Dataset entries:
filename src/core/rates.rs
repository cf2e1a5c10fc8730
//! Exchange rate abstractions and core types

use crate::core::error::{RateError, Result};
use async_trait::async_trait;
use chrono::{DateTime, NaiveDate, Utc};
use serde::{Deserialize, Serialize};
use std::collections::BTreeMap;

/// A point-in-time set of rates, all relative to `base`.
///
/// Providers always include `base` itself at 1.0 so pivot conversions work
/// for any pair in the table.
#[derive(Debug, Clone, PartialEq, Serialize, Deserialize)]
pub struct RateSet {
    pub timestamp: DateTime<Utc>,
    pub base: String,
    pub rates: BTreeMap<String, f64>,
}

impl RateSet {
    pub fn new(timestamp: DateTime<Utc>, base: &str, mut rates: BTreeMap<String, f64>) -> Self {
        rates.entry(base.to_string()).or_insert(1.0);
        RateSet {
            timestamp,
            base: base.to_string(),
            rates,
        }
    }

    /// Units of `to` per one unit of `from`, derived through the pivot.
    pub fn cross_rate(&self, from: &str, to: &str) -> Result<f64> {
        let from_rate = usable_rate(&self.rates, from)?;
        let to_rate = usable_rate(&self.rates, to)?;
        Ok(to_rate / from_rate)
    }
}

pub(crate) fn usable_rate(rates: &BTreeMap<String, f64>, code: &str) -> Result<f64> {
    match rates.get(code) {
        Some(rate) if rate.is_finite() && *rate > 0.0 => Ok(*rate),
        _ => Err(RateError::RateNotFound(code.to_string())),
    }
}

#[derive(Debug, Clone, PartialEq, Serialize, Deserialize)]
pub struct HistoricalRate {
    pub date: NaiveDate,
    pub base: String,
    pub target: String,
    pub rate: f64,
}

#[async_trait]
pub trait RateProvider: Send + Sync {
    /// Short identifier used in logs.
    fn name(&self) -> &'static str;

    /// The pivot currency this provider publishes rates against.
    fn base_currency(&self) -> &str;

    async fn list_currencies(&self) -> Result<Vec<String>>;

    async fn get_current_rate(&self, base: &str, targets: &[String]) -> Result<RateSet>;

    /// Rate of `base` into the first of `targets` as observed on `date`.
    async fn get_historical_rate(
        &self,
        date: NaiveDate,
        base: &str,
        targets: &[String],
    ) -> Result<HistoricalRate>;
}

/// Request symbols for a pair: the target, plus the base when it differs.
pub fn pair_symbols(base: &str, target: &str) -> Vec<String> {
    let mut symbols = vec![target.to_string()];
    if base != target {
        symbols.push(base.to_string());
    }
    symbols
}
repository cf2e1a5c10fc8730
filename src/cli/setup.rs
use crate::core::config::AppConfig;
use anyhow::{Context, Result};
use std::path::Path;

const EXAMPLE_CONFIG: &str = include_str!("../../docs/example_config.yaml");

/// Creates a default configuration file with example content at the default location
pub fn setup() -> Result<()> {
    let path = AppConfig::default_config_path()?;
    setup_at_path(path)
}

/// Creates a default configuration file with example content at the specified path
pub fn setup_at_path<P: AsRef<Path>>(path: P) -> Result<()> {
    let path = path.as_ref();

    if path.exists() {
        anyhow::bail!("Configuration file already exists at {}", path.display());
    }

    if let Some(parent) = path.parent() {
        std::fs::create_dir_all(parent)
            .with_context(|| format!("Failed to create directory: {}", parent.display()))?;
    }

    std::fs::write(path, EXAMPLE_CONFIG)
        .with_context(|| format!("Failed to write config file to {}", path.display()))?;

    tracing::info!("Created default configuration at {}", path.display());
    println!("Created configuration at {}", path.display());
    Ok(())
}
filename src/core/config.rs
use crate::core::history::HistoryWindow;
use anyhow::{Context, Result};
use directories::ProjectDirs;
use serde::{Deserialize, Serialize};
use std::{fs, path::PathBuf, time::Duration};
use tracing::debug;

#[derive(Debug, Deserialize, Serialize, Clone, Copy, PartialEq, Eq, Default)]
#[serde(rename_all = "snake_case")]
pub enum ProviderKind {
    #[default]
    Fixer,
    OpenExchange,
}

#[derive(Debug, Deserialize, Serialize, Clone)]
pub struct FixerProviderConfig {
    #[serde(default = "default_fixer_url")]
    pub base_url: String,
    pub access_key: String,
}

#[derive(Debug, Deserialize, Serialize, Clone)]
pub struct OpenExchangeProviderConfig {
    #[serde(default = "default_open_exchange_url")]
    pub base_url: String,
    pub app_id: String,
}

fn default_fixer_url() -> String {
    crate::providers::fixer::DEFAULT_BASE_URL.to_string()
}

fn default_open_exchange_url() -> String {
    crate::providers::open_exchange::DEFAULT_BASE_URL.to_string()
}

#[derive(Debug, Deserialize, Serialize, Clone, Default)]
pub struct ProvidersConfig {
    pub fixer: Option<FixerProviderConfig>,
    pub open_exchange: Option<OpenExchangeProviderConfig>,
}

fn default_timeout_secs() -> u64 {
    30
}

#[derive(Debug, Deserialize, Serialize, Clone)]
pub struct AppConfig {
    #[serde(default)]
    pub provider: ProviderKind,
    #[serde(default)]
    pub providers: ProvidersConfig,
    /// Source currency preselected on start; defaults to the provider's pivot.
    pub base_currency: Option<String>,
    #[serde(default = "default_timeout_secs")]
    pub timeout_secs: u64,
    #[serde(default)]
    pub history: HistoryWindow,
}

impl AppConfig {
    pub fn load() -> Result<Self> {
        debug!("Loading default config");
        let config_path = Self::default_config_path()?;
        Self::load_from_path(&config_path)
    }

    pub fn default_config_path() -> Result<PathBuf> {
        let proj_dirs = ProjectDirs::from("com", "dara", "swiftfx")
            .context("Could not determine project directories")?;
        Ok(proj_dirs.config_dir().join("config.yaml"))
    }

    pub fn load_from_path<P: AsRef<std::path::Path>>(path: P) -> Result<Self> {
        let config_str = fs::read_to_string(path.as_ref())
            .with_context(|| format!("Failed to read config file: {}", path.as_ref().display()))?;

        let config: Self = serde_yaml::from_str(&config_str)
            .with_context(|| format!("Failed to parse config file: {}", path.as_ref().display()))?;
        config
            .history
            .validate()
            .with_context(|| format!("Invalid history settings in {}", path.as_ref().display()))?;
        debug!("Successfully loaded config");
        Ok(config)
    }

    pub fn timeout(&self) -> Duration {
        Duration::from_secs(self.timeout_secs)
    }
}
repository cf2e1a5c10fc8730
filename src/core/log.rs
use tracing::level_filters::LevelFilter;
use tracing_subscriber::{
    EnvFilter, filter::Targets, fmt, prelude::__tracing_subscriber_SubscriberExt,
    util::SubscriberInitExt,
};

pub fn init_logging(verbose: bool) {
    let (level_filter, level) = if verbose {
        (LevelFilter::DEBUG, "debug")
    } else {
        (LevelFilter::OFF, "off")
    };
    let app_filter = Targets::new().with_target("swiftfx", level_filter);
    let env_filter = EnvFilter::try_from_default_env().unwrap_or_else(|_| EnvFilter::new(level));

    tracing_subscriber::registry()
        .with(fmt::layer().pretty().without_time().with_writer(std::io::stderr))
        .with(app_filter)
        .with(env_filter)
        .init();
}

• [WHAT IS NEEDED] The records above are to be transcribed exactly and completely.

• [SOLUTION FOR THIS EXERCISE]
filename src/core/rates.rs
repository cf2e1a5c10fc8730
//! Exchange rate abstractions and core types

use crate::core::error::{RateError, Result};
use async_trait::async_trait;
use chrono::{DateTime, NaiveDate, Utc};
use serde::{Deserialize, Serialize};
use std::collections::BTreeMap;

/// A point-in-time set of rates, all relative to `base`.
///
/// Providers always include `base` itself at 1.0 so pivot conversions work
/// for any pair in the table.
#[derive(Debug, Clone, PartialEq, Serialize, Deserialize)]
pub struct RateSet {
    pub timestamp: DateTime<Utc>,
    pub base: String,
    pub rates: BTreeMap<String, f64>,
}

impl RateSet {
    pub fn new(timestamp: DateTime<Utc>, base: &str, mut rates: BTreeMap<String, f64>) -> Self {
        rates.entry(base.to_string()).or_insert(1.0);
        RateSet {
            timestamp,
            base: base.to_string(),
            rates,
        }
    }

    /// Units of `to` per one unit of `from`, derived through the pivot.
    pub fn cross_rate(&self, from: &str, to: &str) -> Result<f64> {
        let from_rate = usable_rate(&self.rates, from)?;
        let to_rate = usable_rate(&self.rates, to)?;
        Ok(to_rate / from_rate)
    }
}

pub(crate) fn usable_rate(rates: &BTreeMap<String, f64>, code: &str) -> Result<f64> {
    match rates.get(code) {
        Some(rate) if rate.is_finite() && *rate > 0.0 => Ok(*rate),
        _ => Err(RateError::RateNotFound(code.to_string())),
    }
}

#[derive(Debug, Clone, PartialEq, Serialize, Deserialize)]
pub struct HistoricalRate {
    pub date: NaiveDate,
    pub base: String,
    pub target: String,
    pub rate: f64,
}

#[async_trait]
pub trait RateProvider: Send + Sync {
    /// Short identifier used in logs.
    fn name(&self) -> &'static str;

    /// The pivot currency this provider publishes rates against.
    fn base_currency(&self) -> &str;

    async fn list_currencies(&self) -> Result<Vec<String>>;

    async fn get_current_rate(&self, base: &str, targets: &[String]) -> Result<RateSet>;

    /// Rate of `base` into the first of `targets` as observed on `date`.
    async fn get_historical_rate(
        &self,
        date: NaiveDate,
        base: &str,
        targets: &[String],
    ) -> Result<HistoricalRate>;
}

/// Request symbols for a pair: the target, plus the base when it differs.
pub fn pair_symbols(base: &str, target: &str) -> Vec<String> {
    let mut symbols = vec![target.to_string()];
    if base != target {
        symbols.push(base.to_string());
    }
    symbols
}
repository cf2e1a5c10fc8730
filename src/cli/setup.rs
use crate::core::config::AppConfig;
use anyhow::{Context, Result};
use std::path::Path;

const EXAMPLE_CONFIG: &str = include_str!("../../docs/example_config.yaml");

/// Creates a default configuration file with example content at the default location
pub fn setup() -> Result<()> {
    let path = AppConfig::default_config_path()?;
    setup_at_path(path)
}

/// Creates a default configuration file with example content at the specified path
pub fn setup_at_path<P: AsRef<Path>>(path: P) -> Result<()> {
    let path = path.as_ref();

    if path.exists() {
        anyhow::bail!("Configuration file already exists at {}", path.display());
    }

    if let Some(parent) = path.parent() {
        std::fs::create_dir_all(parent)
            .with_context(|| format!("Failed to create directory: {}", parent.display()))?;
    }

    std::fs::write(path, EXAMPLE_CONFIG)
        .with_context(|| format!("Failed to write config file to {}", path.display()))?;

    tracing::info!("Created default configuration at {}", path.display());
    println!("Created configuration at {}", path.display());
    Ok(())
}
filename src/core/config.rs
use crate::core::history::HistoryWindow;
use anyhow::{Context, Result};
use directories::ProjectDirs;
use serde::{Deserialize, Serialize};
use std::{fs, path::PathBuf, time::Duration};
use tracing::debug;

#[derive(Debug, Deserialize, Serialize, Clone, Copy, PartialEq, Eq, Default)]
#[serde(rename_all = "snake_case")]
pub enum ProviderKind {
    #[default]
    Fixer,
    OpenExchange,
}

#[derive(Debug, Deserialize, Serialize, Clone)]
pub struct FixerProviderConfig {
    #[serde(default = "default_fixer_url")]
    pub base_url: String,
    pub access_key: String,
}

#[derive(Debug, Deserialize, Serialize, Clone)]
pub struct OpenExchangeProviderConfig {
    #[serde(default = "default_open_exchange_url")]
    pub base_url: String,
    pub app_id: String,
}

fn default_fixer_url() -> String {
    crate::providers::fixer::DEFAULT_BASE_URL.to_string()
}

fn default_open_exchange_url() -> String {
    crate::providers::open_exchange::DEFAULT_BASE_URL.to_string()
}

#[derive(Debug, Deserialize, Serialize, Clone, Default)]
pub struct ProvidersConfig {
    pub fixer: Option<FixerProviderConfig>,
    pub open_exchange: Option<OpenExchangeProviderConfig>,
}

fn default_timeout_secs() -> u64 {
    30
}

#[derive(Debug, Deserialize, Serialize, Clone)]
pub struct AppConfig {
    #[serde(default)]
    pub provider: ProviderKind,
    #[serde(default)]
    pub providers: ProvidersConfig,
    /// Source currency preselected on start; defaults to the provider's pivot.
    pub base_currency: Option<String>,
    #[serde(default = "default_timeout_secs")]
    pub timeout_secs: u64,
    #[serde(default)]
    pub history: HistoryWindow,
}

impl AppConfig {
    pub fn load() -> Result<Self> {
        debug!("Loading default config");
        let config_path = Self::default_config_path()?;
        Self::load_from_path(&config_path)
    }

    pub fn default_config_path() -> Result<PathBuf> {
        let proj_dirs = ProjectDirs::from("com", "dara", "swiftfx")
            .context("Could not determine project directories")?;
        Ok(proj_dirs.config_dir().join("config.yaml"))
    }

    pub fn load_from_path<P: AsRef<std::path::Path>>(path: P) -> Result<Self> {
        let config_str = fs::read_to_string(path.as_ref())
            .with_context(|| format!("Failed to read config file: {}", path.as_ref().display()))?;

        let config: Self = serde_yaml::from_str(&config_str)
            .with_context(|| format!("Failed to parse config file: {}", path.as_ref().display()))?;
        config
            .history
            .validate()
            .with_context(|| format!("Invalid history settings in {}", path.as_ref().display()))?;
        debug!("Successfully loaded config");
        Ok(config)
    }

    pub fn timeout(&self) -> Duration {
        Duration::from_secs(self.timeout_secs)
    }
}
repository cf2e1a5c10fc8730
filename src/core/log.rs
use tracing::level_filters::LevelFilter;
use tracing_subscriber::{
    EnvFilter, filter::Targets, fmt, prelude::__tracing_subscriber_SubscriberExt,
    util::SubscriberInitExt,
};

pub fn init_logging(verbose: bool) {
    let (level_filter, level) = if verbose {
        (LevelFilter::DEBUG, "debug")
    } else {
        (LevelFilter::OFF, "off")
    };
    let app_filter = Targets::new().with_target("swiftfx", level_filter);
    let env_filter = EnvFilter::try_from_default_env().unwrap_or_else(|_| EnvFilter::new(level));

    tracing_subscriber::registry()
        .with(fmt::layer().pretty().without_time().with_writer(std::io::stderr))
        .with(app_filter)
        .with(env_filter)
        .init();
}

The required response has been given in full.